Despite advances made with the highly active antiretroviral therapy (HAART) in the control of the HIV 1 infection, a cure has not been achieved because of the persistence of viral reservoirs. The major HIV reservoirs remain in the lymphoid follicles because of, among other factors, the partial absence of CD8+ T-cells in these structures. Recently, lymphoid follicle–confined and circulating CD8+ T-cells expressing the C-X-C chemokine receptor type 5 (CXCR5) were described, possessing antiviral mechanisms that could help to control HIV replication.Setting and Methods:
By flow cytometry, we characterized the phenotype and function of circulating CXCR5-expressing CD8+ T-cells in HIV-infected patients with natural or HAART-induced control of HIV replication.Results:
Circulating CXCR5-expressing CD8+ T-cells exhibited low or null expression of the C–C chemokine receptor type 7 (CCR7) and had a transitional memory phenotype. Particular redistributions of CXCR5-expressing CD8+ T-cells were found in HIV-infected patients, and they were partially restored by HAART. The frequency of CXCR5hiCCR7−/lo CD8+ T-cells was higher in spontaneous HIV controllers and negatively correlated with plasma HIV RNA levels.

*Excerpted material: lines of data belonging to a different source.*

use std::rc::Rc;

use gloo::events::EventListener;
use roaring_flame_core::SceneId;
use wasm_bindgen::JsCast;
use web_sys::{Event, KeyboardEvent};
use yew::prelude::*;

use crate::app_core::AppCore;
use crate::app_runtime;
use crate::boot;
use crate::detail_view::{ChiMeter, ScenePanel, StageCard};
use crate::ember_view::EmberBackground;
use crate::icons;
use crate::timeline_view::TimelineCanvas;

pub(crate) const APP_ROOT_ID: &str = "app-root";

#[derive(Properties)]
struct AppProps {
    core: Rc<AppCore>,
}

impl PartialEq for AppProps {
    fn eq(&self, other: &Self) -> bool {
        Rc::ptr_eq(&self.core, &other.core)
    }
}

#[function_component(App)]
fn app(props: &AppProps) -> Html {
    let core = props.core.clone();
    let settings = app_runtime::settings();
    let ember_seed = use_memo((), |_| app_runtime::ember_seed());
    let refresh = use_force_update();

    {
        let core = core.clone();
        use_effect_with((), move |_| {
            let subscription = core.subscribe(Rc::new(move || refresh.force_update()));
            move || drop(subscription)
        });
    }

    {
        let core = core.clone();
        use_effect_with((), move |_| {
            let listener = web_sys::window().map(|window| {
                EventListener::new(&window, "keydown", move |event: &Event| {
                    if let Some(event) = event.dyn_ref::<KeyboardEvent>() {
                        handle_key(&core, event);
                    }
                })
            });
            move || drop(listener)
        });
    }

    let on_select = {
        let core = core.clone();
        Callback::from(move |id: SceneId| {
            core.select(id);
        })
    };

    let scene = core.current();
    html! {
        <div class="app">
            <EmberBackground settings={settings.particles} seed={*ember_seed} />
            <div class="page">
                <header class="page-header">
                    <div class="flame-badge">{ icons::flame_icon(32) }</div>
                    <h1 class="page-title">{ "THE ROARING FLAME" }</h1>
                    <p class="page-subtitle">
                        { "A Critical Analysis of Okonkwo's Cycle of Fear in \"Things Fall Apart\"" }
                    </p>
                </header>
                <TimelineCanvas
                    store={core.store()}
                    active={core.active_id()}
                    style={settings.timeline}
                    {on_select}
                />
                <div class="content-grid">
                    <ScenePanel {scene} />
                    <aside class="sidebar">
                        <ChiMeter {scene} thresholds={settings.meter} />
                        <StageCard {scene} />
                    </aside>
                </div>
                <footer class="page-footer">
                    <p>{ "Created for Honors ELA • Historical Analysis of Colonial Nigeria" }</p>
                </footer>
            </div>
        </div>
    }
}

fn handle_key(core: &AppCore, event: &KeyboardEvent) {
    if event.alt_key() || event.ctrl_key() || event.meta_key() {
        return;
    }
    let key = event.key();
    let handled = match key.as_str() {
        "ArrowRight" => core.select_next(),
        "ArrowLeft" => core.select_previous(),
        digit => match digit.parse::<SceneId>() {
            Ok(id) => core.select(id),
            Err(_) => false,
        },
    };
    if handled {
        event.prevent_default();
    }
}

pub(crate) fn run(core: Rc<AppCore>) {
    let Some(document) = web_sys::window().and_then(|window| window.document()) else {
        return;
    };
    let Some(root) = document.get_element_by_id(APP_ROOT_ID) else {
        boot::fail(
            "missing-root",
            "The presentation could not find its mount point.",
            "index.html must contain an element with id \"app-root\".",
        );
        return;
    };
    boot::set_phase("Rendering", "Mounting the timeline");
    let _app_handle = yew::Renderer::<App>::with_root_and_props(root, AppProps { core }).render();
    boot::ready();
}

Total and HIV-specific CXCR5+ CD8+ T-cells were major producers of interleukin-21, and this function was positively associated with their interferon-γ production.Conclusions:
Circulating CXCR5-expressing CD8+ T-cells are associated with low-level HIV replication; these cells could be novel correlates of protection, and potentially useful in the eradication of HIV reservoirs.